As commander-in-chief, one might expect Putin to say something like: We have experienced a setback. For that reason, I am ordering the mobilization that I once ruled out. We are no longer pursuing a “special military operation” in Ukraine, but a real war.

Instead, though, Putin didn’t even mention the losses his military had suffered and continued to refer to the conflict as a “special military operation.” And he sought to play down his own role, saying he “supported” the “proposal by the Defense Ministry and General Staff on the implementation of a partial mobilization” – as if the decision wasn’t completely up to him. Right after his appearance, he left it up to Defense Minister Sergei Shoigu to explain the details in a pre-recorded interview.
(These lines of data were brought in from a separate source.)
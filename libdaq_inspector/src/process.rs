use fxhash::FxHashSet;
use std::collections::BTreeSet;

use super::config::Config;
use super::container::{open_container, DaqFile, RecordId};
use super::decoder::{decode_adc_fragment, decode_tp_fragment};
use super::error::ProcessorError;
use super::fragment::{Fragment, FragmentType, SourceId};
use super::plane_sort::{sort_by_plane, UnresolvedPolicy};
use super::plot::{
    plot_adc_heatmap, plot_animation, plot_plane_scatter, plot_validation, prepare_out_directory,
    PlotMode,
};
use super::table::{AdcRecord, TpTable};
use super::wib_frame::FrontEnd;

/// Read a fragment, logging its header and whether it holds trigger primitives.
/// Returns None for fragments of a known non-TP type.
fn read_tp_fragment(file: &DaqFile, path: &str) -> Result<Option<Fragment>, ProcessorError> {
    let fragment = file.fragment(path)?;
    fragment.log_header(path);
    let fragment_type = fragment.header().fragment_type();
    if fragment_type.is_known_non_tp() {
        log::debug!("Skipping {path}, fragment type {fragment_type} holds no trigger primitives");
        return Ok(None);
    }
    Ok(Some(fragment))
}

/// Decode the trigger primitives of every selected record and produce the requested plots.
///
/// Fragments of a record are concatenated in path order. Returns one table per record.
pub fn process_tp_stream(
    config: &Config,
    mut progress: impl FnMut(usize, usize),
) -> Result<Vec<TpTable>, ProcessorError> {
    let (file, map, records) = open_container(
        &config.input_path,
        &config.record_selection(),
        &config.channel_map_source(),
    )?;

    let mut tables: Vec<TpTable> = Vec::with_capacity(records.len());
    for (idx, record) in records.iter().enumerate() {
        let mut table = TpTable::new(record.clone());
        for path in file.fragment_paths(record)? {
            if let Some(fragment) = read_tp_fragment(&file, &path)? {
                table.append(decode_tp_fragment(&fragment, config.tp_format, &map)?);
            }
        }
        log::info!("{record}: {} trigger primitives", table.len());
        if !table.unresolved_channels.is_empty() {
            log::warn!(
                "{record}: {} trigger primitives have no plane",
                table.unresolved_channels.len()
            );
        }

        if config.write_csv {
            prepare_out_directory(&config.out_directory)?;
            table.write_csv(&config.get_tp_csv_path(record))?;
        }
        tables.push(table);
        progress(idx + 1, records.len());
    }

    match config.plot {
        Some(PlotMode::Validation) => {
            plot_validation(&TpTable::concat(&tables), &config.out_directory)?
        }
        Some(PlotMode::Gif) => plot_animation(&tables, &config.out_directory)?,
        Some(PlotMode::Scatter) if config.all_records => {
            log::warn!("Scatter plots need an explicit record range, skipping")
        }
        Some(PlotMode::Scatter) => match tables.first() {
            Some(first) => {
                let partition = sort_by_plane(&first.rows, config.unresolved);
                log::info!(
                    "{} of {} trigger primitives assigned to a plane",
                    partition.n_resolved(),
                    first.len()
                );
                if config.unresolved == UnresolvedPolicy::Retain {
                    log::info!(
                        "{} trigger primitives with no plane were kept aside",
                        partition.unresolved.len()
                    );
                }
                plot_plane_scatter(&partition, &config.out_directory)?;
            }
            None => log::warn!("No records selected, skipping scatter plots"),
        },
        None => (),
    }

    Ok(tables)
}

/// Find the first fragment of a record holding raw front-end frames
fn find_raw_fragment(
    file: &DaqFile,
    record: &RecordId,
    front_end: Option<FrontEnd>,
) -> Result<Option<Fragment>, ProcessorError> {
    for path in file.fragment_paths(record)? {
        let fragment = file.fragment(&path)?;
        fragment.log_header(&path);
        let fragment_type = fragment.header().fragment_type();
        let is_raw = match front_end {
            Some(_) => !fragment_type.is_trigger_primitive()
                && !matches!(
                    fragment_type,
                    FragmentType::TriggerActivity | FragmentType::TriggerCandidate
                ),
            None => FrontEnd::infer(fragment_type).is_ok(),
        };
        if is_raw {
            return Ok(Some(fragment));
        }
    }
    Ok(None)
}

/// Decode the raw ADC data of the first raw fragment in every selected record.
///
/// Writes the channel-by-time table and the event display of each record to the output
/// directory.
pub fn process_trigger_records(
    config: &Config,
    mut progress: impl FnMut(usize, usize),
) -> Result<Vec<AdcRecord>, ProcessorError> {
    let (file, map, records) = open_container(
        &config.input_path,
        &config.record_selection(),
        &config.channel_map_source(),
    )?;

    let mut adc_records = Vec::with_capacity(records.len());
    for (idx, record) in records.iter().enumerate() {
        progress(idx + 1, records.len());
        let Some(fragment) = find_raw_fragment(&file, record, config.front_end)? else {
            log::warn!("{record} has no raw data fragment, skipping");
            continue;
        };
        let mut adc = decode_adc_fragment(&fragment, config.front_end, &map)?;
        adc.record = Some(record.clone());
        log::info!(
            "{record}: {} ticks x {} channels from {}",
            adc.n_ticks(),
            adc.n_channels(),
            adc.address
        );

        prepare_out_directory(&config.out_directory)?;
        adc.write_csv(&config.get_adc_csv_path(record))?;
        plot_adc_heatmap(&adc, &config.get_event_display_path(record))?;
        adc_records.push(adc);
    }
    Ok(adc_records)
}

/// The readout elements feeding one trigger primitive fragment
#[derive(Debug, Clone, PartialEq)]
pub struct SourceReport {
    pub record: RecordId,
    pub path: String,
    pub source_id: SourceId,
    pub n_channels: usize,
    pub elements: BTreeSet<String>,
}

/// Report which detector elements (APAs/CRPs) the channels of each trigger primitive
/// fragment belong to.
pub fn check_tp_sources(
    config: &Config,
    mut progress: impl FnMut(usize, usize),
) -> Result<Vec<SourceReport>, ProcessorError> {
    let (file, map, records) = open_container(
        &config.input_path,
        &config.record_selection(),
        &config.channel_map_source(),
    )?;

    let mut reports = Vec::new();
    for (idx, record) in records.iter().enumerate() {
        log::info!("record id: {record}");
        for path in file.fragment_paths(record)? {
            let Some(fragment) = read_tp_fragment(&file, &path)? else {
                continue;
            };
            let table = decode_tp_fragment(&fragment, config.tp_format, &map)?;

            let channels: FxHashSet<u32> = table.rows.iter().map(|row| row.channel).collect();
            let elements: BTreeSet<String> = channels
                .iter()
                .filter_map(|channel| map.element_name(channel))
                .map(String::from)
                .collect();

            let source_id = fragment.header().element_id;
            log::info!("TP input source ID: {source_id}");
            log::info!("Element names: {elements:?}");
            reports.push(SourceReport {
                record: record.clone(),
                path,
                source_id,
                n_channels: channels.len(),
                elements,
            });
        }
        progress(idx + 1, records.len());
    }
    Ok(reports)
}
The partial mobilization, Shoigu explained, would only affect 300,000 people, only “slightly more than 1 percent” of the 25 million people who would be subject to a full mobilization. It was his effort to calm the population by contrasting the total affected with an arbitrarily high number. Twenty-five million would be a third of all the men in the country. At the same time, Shoigu played down the number of casualties Russia has experienced in the war, saying that 5,937 soldiers had fallen and claiming that it was 10-times fewer than the number suffered by the Ukrainians. By that measure, the military’s need for 300,000 seems rather excessive, particularly in addition to the annual autumn conscription of around 135,000 recruits.

In fact, the Russian military is suffering from an acute shortage of personnel. Even right after the invasion started, analysts began pointing to the thin ranks on the Russian side. According to Western estimates, Moscow initially deployed some 180,000 troops for its invasion of Ukraine. In August, the United States reported that since hostilities began in February, somewhere between 70,000 and 80,000 Russian soldiers had been killed or wounded.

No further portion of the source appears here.